Sometimes it really rains cats

Published 11:58 pm Tuesday, September 23, 2008

A flash of white caught my attention as I sat sipping my first cup of coffee. Something moved in a tree outside the kitchen window and I squinted in an attempt to bring it into focus.

“What is that in the tree?” I said to my husband who was getting ready for work. “If it’s a bird, it’s a big one.”

I set my coffee cup down and walked to the sliding glass door to get a better look. Just then the white blur turned to reveal a face.

“It’s a cat,” I said as I slid the door open and headed down the steps. “Oh, it is a kitten.”

From its perch, a ball of cream-colored fur cried down at me seeming to beg for help.

“It’s alright,” I said as it moved out on a limb. “Be careful; I’ll help you.”

I tried to gently coax it down and it was coming my way when the two dogs ran up curious to see what was so interesting in the tree.

“No,” I cried. “You are not going to scare this kitty.”

They both looked at me, wagging their tails in response. The cat cried again and inched back toward the trunk of the tree.

“I’ll be right back,” I said to the scared creature. “Let me get a ladder and I’ll help you.”

Back inside I explained the situation to my husband as I carried a short step ladder toward the door.

“You are going to hurt your back if you aren’t careful,” he said. “What are you going to do?”

I quickly considered the possibility of a back injury, but I was in rescue mode.

“I won’t hurt my back; I’ll be careful,” I said. “I’m going to try to help it down.”

Back outside I heard the cat crying in earnest now, but it was no longer in the tree. Because I am deaf in one ear, I cannot tell the direction from which a sound comes. That left me standing in the yard trying to figure the cat’s location.

“I can’t tell where it is,” I told my husband who was on the deck about to leave for work. “Can you tell where the cries are coming from?”

He pointed almost directly under his feet.

“About here,” he said. “It’s under the deck.”

I grabbed a flashlight and knelt down beside the steps. There it was standing about mid way meowing for all it was worth.

“Come here baby,” I said in my best non-threatening, cat-loving voice. “I won’t hurt you. I won’t let the dogs hurt you either.”

It crept up to the hand I’d managed to slide through the lattice and laid its head in my palm. A few more words and it slipped out and into my arms.

I brought it inside, fed it an egg and then some cat food my sweet neighbor shared with me.

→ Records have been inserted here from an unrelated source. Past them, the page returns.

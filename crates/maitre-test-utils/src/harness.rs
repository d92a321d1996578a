// SPDX-FileCopyrightText: 2026 Maitre Contributors
// SPDX-License-Identifier: MIT OR Apache-2.0

//! Test harness for end-to-end integration testing.
//!
//! `TestHarness` assembles a complete workflow stack with mock adapters
//! and a temp SQLite database, so tests can drive the full approve,
//! revise, and abandon flows without any external service.

use std::sync::Arc;
use std::time::Duration;

use maitre_config::model::{DraftConfig, StorageConfig};
use maitre_core::types::{InboundMessage, NewReview, Review};
use maitre_core::{MaitreError, ReviewStore};
use maitre_draft::DraftGenerator;
use maitre_engine::{EngineSettings, WorkflowEngine};
use maitre_guidelines::GuidelineRules;
use maitre_resilience::RetryPolicy;
use maitre_storage::SqliteReviewStore;

use crate::mock_model::MockModel;
use crate::mock_publisher::MockPublisher;
use crate::mock_transport::MockTransport;

/// Builder for creating test environments with configurable options.
pub struct TestHarnessBuilder {
    responses: Vec<String>,
    approval_timeout: Duration,
    draft_config: DraftConfig,
}

impl TestHarnessBuilder {
    fn new() -> Self {
        Self {
            responses: Vec::new(),
            approval_timeout: Duration::from_secs(3600),
            draft_config: DraftConfig::default(),
        }
    }

    /// Pre-load mock model completions.
    pub fn with_mock_responses(mut self, responses: Vec<String>) -> Self {
        self.responses = responses;
        self
    }

    /// Override the approval timeout.
    pub fn with_approval_timeout(mut self, timeout: Duration) -> Self {
        self.approval_timeout = timeout;
        self
    }

    /// Override the draft sentence bounds.
    pub fn with_draft_config(mut self, config: DraftConfig) -> Self {
        self.draft_config = config;
        self
    }

    /// Build the harness, creating the temp database and all adapters.
    pub async fn build(self) -> Result<TestHarness, MaitreError> {
        let temp_dir =
            tempfile::TempDir::new().map_err(|e| MaitreError::Storage { source: e.into() })?;
        let db_path = temp_dir.path().join("test.db");

        let store = Arc::new(SqliteReviewStore::new(StorageConfig {
            database_path: db_path.to_string_lossy().to_string(),
            wal_mode: true,
        }));
        store.initialize().await?;

        let transport = Arc::new(MockTransport::new());
        let model = Arc::new(MockModel::with_responses(self.responses));
        let publisher = Arc::new(MockPublisher::new());

        let retry = RetryPolicy {
            max_attempts: 2,
            initial_backoff_ms: 1,
            backoff_factor: 1,
        };
        let drafter = DraftGenerator::new(model.clone(), self.draft_config, retry.clone());

        let engine = Arc::new(WorkflowEngine::new(
            store.clone(),
            transport.clone(),
            drafter,
            publisher.clone(),
            GuidelineRules::default(),
            retry,
            EngineSettings {
                manager_recipient: "whatsapp:+15550001111".to_string(),
                approval_timeout: self.approval_timeout,
            },
        ));

        Ok(TestHarness {
            engine,
            store,
            transport,
            model,
            publisher,
            _temp_dir: temp_dir,
        })
    }
}

/// A fully wired workflow stack over mocks and a temp database.
pub struct TestHarness {
    pub engine: Arc<WorkflowEngine>,
    pub store: Arc<SqliteReviewStore>,
    pub transport: Arc<MockTransport>,
    pub model: Arc<MockModel>,
    pub publisher: Arc<MockPublisher>,
    _temp_dir: tempfile::TempDir,
}

impl TestHarness {
    pub fn builder() -> TestHarnessBuilder {
        TestHarnessBuilder::new()
    }

    /// Ingest a review through the full pipeline.
    pub async fn ingest(&self, review: NewReview) -> Result<Review, MaitreError> {
        self.engine.ingest(review).await
    }

    /// Deliver a manager reply, as the webhook handler would.
    pub async fn manager_says(&self, sid: &str, text: &str) -> Result<(), MaitreError> {
        self.engine
            .handle_inbound(InboundMessage {
                transport_message_id: sid.to_string(),
                sender_id: "whatsapp:+15550001111".to_string(),
                text: text.to_string(),
                timestamp: chrono::Utc::now()
                    .to_rfc3339_opts(chrono::SecondsFormat::Millis, true),
            })
            .await
    }
}

#[cfg(test)]
mod tests {
    use super::*;
    use maitre_core::types::ReviewState;

    #[tokio::test]
    async fn harness_drives_a_full_approval() {
        let harness = TestHarness::builder()
            .with_mock_responses(vec![
                "Sam, thank you for the kind words about our tasting menu. \
                 We can't wait to host you again."
                    .to_string(),
            ])
            .build()
            .await
            .unwrap();

        harness
            .ingest(NewReview {
                id: "h1".to_string(),
                rating: 4,
                text: "Loved the tasting menu.".to_string(),
                customer_name: "Sam".to_string(),
            })
            .await
            .unwrap();

        harness.manager_says("SM1", "approve").await.unwrap();

        let review = harness.store.get_review("h1").await.unwrap().unwrap();
        assert_eq!(review.state, ReviewState::Published);
        assert_eq!(harness.publisher.publish_count().await, 1);
    }
}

“I don’t need a cat,” I said to myself. “I especially don’t need an inside cat, but I can’t put it out because the dogs will surely chase it.”

All of this I whispered as it curled itself into a purring ball in my lap.

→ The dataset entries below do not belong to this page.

// SPDX-FileCopyrightText: 2026 Maitre Contributors
// SPDX-License-Identifier: MIT OR Apache-2.0

//! Inbound webhook normalization.
//!
//! Turns the raw Twilio form parameters into an [`InboundMessage`], or a
//! [`MaitreError::MalformedEvent`] the engine acknowledges and drops. A
//! malformed event is never an outage, only a log line.

use maitre_core::MaitreError;
use maitre_core::types::InboundMessage;

/// Normalizes Twilio webhook form parameters.
///
/// Requires `MessageSid`, `From`, and a non-empty `Body`. When
/// `manager_number` is set, any other sender is rejected; managers are the
/// only trusted party in this conversation.
pub fn normalize_inbound(
    params: &[(String, String)],
    manager_number: Option<&str>,
) -> Result<InboundMessage, MaitreError> {
    let get = |name: &str| {
        params
            .iter()
            .find(|(k, _)| k == name)
            .map(|(_, v)| v.as_str())
    };

    let message_sid = get("MessageSid")
        .filter(|v| !v.is_empty())
        .ok_or_else(|| MaitreError::MalformedEvent("missing MessageSid".to_string()))?;
    let sender = get("From")
        .filter(|v| !v.is_empty())
        .ok_or_else(|| MaitreError::MalformedEvent("missing From".to_string()))?;
    let body = get("Body")
        .map(str::trim)
        .filter(|v| !v.is_empty())
        .ok_or_else(|| MaitreError::MalformedEvent("empty Body".to_string()))?;

    if let Some(manager) = manager_number {
        if sender != manager {
            return Err(MaitreError::MalformedEvent(format!(
                "sender {sender} is not the configured manager"
            )));
        }
    }

    Ok(InboundMessage {
        transport_message_id: message_sid.to_string(),
        sender_id: sender.to_string(),
        text: body.to_string(),
        timestamp: chrono::Utc::now().to_rfc3339_opts(chrono::SecondsFormat::Millis, true),
    })
}

#[cfg(test)]
mod tests {
    use super::*;

    fn form(sid: &str, from: &str, body: &str) -> Vec<(String, String)> {
        vec![
            ("MessageSid".to_string(), sid.to_string()),
            ("From".to_string(), from.to_string()),
            ("Body".to_string(), body.to_string()),
            ("AccountSid".to_string(), "AC999".to_string()),
        ]
    }

    #[test]
    fn well_formed_event_normalizes() {
        let message = normalize_inbound(&form("SM1", "whatsapp:+15550001111", "approve"), None)
            .unwrap();
        assert_eq!(message.transport_message_id, "SM1");
        assert_eq!(message.sender_id, "whatsapp:+15550001111");
        assert_eq!(message.text, "approve");
    }

    #[test]
    fn body_is_trimmed() {
        let message =
            normalize_inbound(&form("SM1", "whatsapp:+15550001111", "  looks good  "), None)
                .unwrap();
        assert_eq!(message.text, "looks good");
    }

    #[test]
    fn missing_sid_is_malformed() {
        let params = vec![
            ("From".to_string(), "whatsapp:+15550001111".to_string()),
            ("Body".to_string(), "approve".to_string()),
        ];
        let err = normalize_inbound(&params, None).unwrap_err();
        assert!(matches!(err, MaitreError::MalformedEvent(_)));
    }

    #[test]
    fn whitespace_body_is_malformed() {
        let err = normalize_inbound(&form("SM1", "whatsapp:+15550001111", "   "), None)
            .unwrap_err();
        assert!(matches!(err, MaitreError::MalformedEvent(_)));
    }

    #[test]
    fn foreign_sender_is_rejected_when_manager_is_configured() {
        let err = normalize_inbound(
            &form("SM1", "whatsapp:+15559999999", "approve"),
            Some("whatsapp:+15550001111"),
        )
        .unwrap_err();
        assert!(matches!(err, MaitreError::MalformedEvent(_)));
    }

    #[test]
    fn manager_sender_is_accepted() {
        let message = normalize_inbound(
            &form("SM1", "whatsapp:+15550001111", "approve"),
            Some("whatsapp:+15550001111"),
        )
        .unwrap();
        assert_eq!(message.sender_id, "whatsapp:+15550001111");
    }
}
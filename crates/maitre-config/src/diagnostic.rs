// SPDX-FileCopyrightText: 2026 Maitre Contributors
// SPDX-License-Identifier: MIT OR Apache-2.0

//! Figment-to-miette error bridge with fuzzy match suggestions.
//!
//! Converts Figment deserialization errors into miette diagnostics with
//! valid key listings and "did you mean?" suggestions using Jaro-Winkler
//! string similarity.

use miette::Diagnostic;
use thiserror::Error;

/// Minimum Jaro-Winkler similarity score to suggest a correction.
/// 0.75 catches common typos like `mananger_number` -> `manager_number`
/// while filtering noise.
const SUGGESTION_THRESHOLD: f64 = 0.75;

/// A configuration error with diagnostic context.
#[derive(Debug, Error, Diagnostic)]
pub enum ConfigError {
    /// An unknown key was found in the configuration.
    #[error("unknown configuration key `{key}`")]
    #[diagnostic(
        code(maitre::config::unknown_key),
        help("{}", format_unknown_key_help(suggestion.as_deref(), valid_keys))
    )]
    UnknownKey {
        /// The unrecognized key name.
        key: String,
        /// Suggested correction via fuzzy matching, if any.
        suggestion: Option<String>,
        /// List of valid keys for the section.
        valid_keys: String,
    },

    /// A configuration value has the wrong type.
    #[error("invalid type for key `{key}`: {detail}")]
    #[diagnostic(code(maitre::config::invalid_type), help("expected {expected}"))]
    InvalidType {
        key: String,
        detail: String,
        expected: String,
    },

    /// A required configuration key is missing.
    #[error("missing required key `{key}`")]
    #[diagnostic(
        code(maitre::config::missing_key),
        help("add `{key} = <value>` to your maitre.toml")
    )]
    MissingKey { key: String },

    /// A validation error for a config value.
    #[error("validation error: {message}")]
    #[diagnostic(code(maitre::config::validation))]
    Validation { message: String },

    /// Catch-all for other configuration errors.
    #[error("configuration error: {0}")]
    #[diagnostic(code(maitre::config::other))]
    Other(String),
}

/// Format the help message for unknown key errors.
fn format_unknown_key_help(suggestion: Option<&str>, valid_keys: &str) -> String {
    match suggestion {
        Some(s) => format!("did you mean `{s}`? Valid keys: {valid_keys}"),
        None => format!("valid keys: {valid_keys}"),
    }
}

/// Convert a `figment::Error` into a list of `ConfigError` diagnostics.
///
/// A figment error may aggregate several underlying errors; each is
/// converted, with fuzzy suggestions attached to unknown-field errors.
pub fn figment_to_config_errors(err: figment::Error) -> Vec<ConfigError> {
    use figment::error::Kind;

    let mut errors = Vec::new();

    for error in err {
        let config_error = match &error.kind {
            Kind::UnknownField(field, expected) => {
                let valid_keys: Vec<&str> = expected.to_vec();
                let suggestion = suggest_key(field, &valid_keys);
                ConfigError::UnknownKey {
                    key: field.clone(),
                    suggestion,
                    valid_keys: valid_keys.join(", "),
                }
            }
            Kind::MissingField(field) => ConfigError::MissingKey {
                key: field.clone().into_owned(),
            },
            Kind::InvalidType(actual, expected) => {
                let key = error
                    .path
                    .iter()
                    .map(|s| s.to_string())
                    .collect::<Vec<_>>()
                    .join(".");
                ConfigError::InvalidType {
                    key,
                    detail: format!("found {actual}, expected {expected}"),
                    expected: expected.to_string(),
                }
            }
            _ => ConfigError::Other(format!("{error}")),
        };

        errors.push(config_error);
    }

    errors
}

/// Suggest a similar key name using Jaro-Winkler string similarity.
///
/// Returns the best match above the similarity threshold, or `None` if
/// no valid key is close enough.
pub fn suggest_key(unknown: &str, valid_keys: &[&str]) -> Option<String> {
    let mut best_score = SUGGESTION_THRESHOLD;
    let mut best_match = None;

    for &key in valid_keys {
        let score = strsim::jaro_winkler(unknown, key);
        if score > best_score {
            best_score = score;
            best_match = Some(key.to_string());
        }
    }

    best_match
}

/// Render a list of `ConfigError`s to stderr using miette's graphical handler.
pub fn render_errors(errors: &[ConfigError]) {
    use miette::GraphicalReportHandler;

    let handler = GraphicalReportHandler::new();
    for error in errors {
        let mut buf = String::new();
        let diagnostic: &dyn Diagnostic = error;
        if handler.render_report(&mut buf, diagnostic).is_ok() {
            eprint!("{buf}");
        } else {
            eprintln!("Error: {error}");
        }
    }
}

#[cfg(test)]
mod tests {
    use super::*;

    #[test]
    fn suggest_close_typo() {
        let valid = &["manager_number", "from_number", "auth_token"];
        assert_eq!(
            suggest_key("mananger_number", valid),
            Some("manager_number".to_string())
        );
    }

    #[test]
    fn no_suggestion_for_distant_typo() {
        let valid = &["manager_number", "from_number", "auth_token"];
        assert_eq!(suggest_key("zzzzzz", valid), None);
    }

    #[test]
    fn unknown_field_maps_to_unknown_key_variant() {
        let err = crate::loader::load_config_from_str("[engine]\nnmae = \"x\"\n")
            .expect_err("unknown key should fail");
        let errors = figment_to_config_errors(err);
        assert!(!errors.is_empty());
        assert!(
            errors
                .iter()
                .any(|e| matches!(e, ConfigError::UnknownKey { key, .. } if key == "nmae"))
        );
    }
}
// SPDX-FileCopyrightText: 2026 Maitre Contributors
// SPDX-License-Identifier: MIT OR Apache-2.0

//! Manager reply classification.
//!
//! Total over all input: anything that is not a recognized approval or
//! rejection keyword is a revision instruction. There is no "unknown"
//! outcome; a manager typo becomes a (harmless) revision request rather
//! than a dropped message.

/// The action a manager reply maps to.
#[derive(Debug, Clone, PartialEq, Eq)]
pub enum Action {
    /// Publish the current draft.
    Approve,
    /// Discard the draft and abandon the review.
    Reject,
    /// Rewrite the draft following this instruction.
    Revise(String),
}

const AFFIRMATIVE: &[&str] = &[
    "approve",
    "approved",
    "yes",
    "y",
    "ok",
    "okay",
    "lgtm",
    "looks good",
    "looks good to me",
    "send",
    "send it",
    "ship it",
    "go ahead",
    "perfect",
    "\u{1F44D}",
];

const NEGATIVE: &[&str] = &[
    "reject",
    "rejected",
    "no",
    "n",
    "discard",
    "skip",
    "drop",
    "abandon",
    "don't send",
    "dont send",
    "do not send",
];

/// Classifies a manager reply.
///
/// Keyword matching is exact (after lowercasing and stripping trailing
/// punctuation), so "no, mention the chef instead" is a revision
/// instruction, not a rejection.
pub fn classify(text: &str) -> Action {
    let normalized = text
        .trim()
        .trim_end_matches(['.', '!', '?'])
        .trim()
        .to_lowercase();

    if AFFIRMATIVE.contains(&normalized.as_str()) {
        Action::Approve
    } else if NEGATIVE.contains(&normalized.as_str()) {
        Action::Reject
    } else {
        Action::Revise(text.trim().to_string())
    }
}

As I stroked its head I thought about the events of the morning. Rescuing a cat was the farthest thing from my mind when my eyes opened on this day.

“Well,” I thought,” shows you that you never know what life has in store.”

I don’t know where this cat came from, but I have a theory. Maybe my theory is right or maybe the universe simply rained a cat into my morning so I would stop and appreciate the wonder of creation in animal form.

However or why ever it arrived, at this moment that baby cat is sleeping peacefully on my couch and there is a good chance I’ve moved from rescue mode to adoption plan.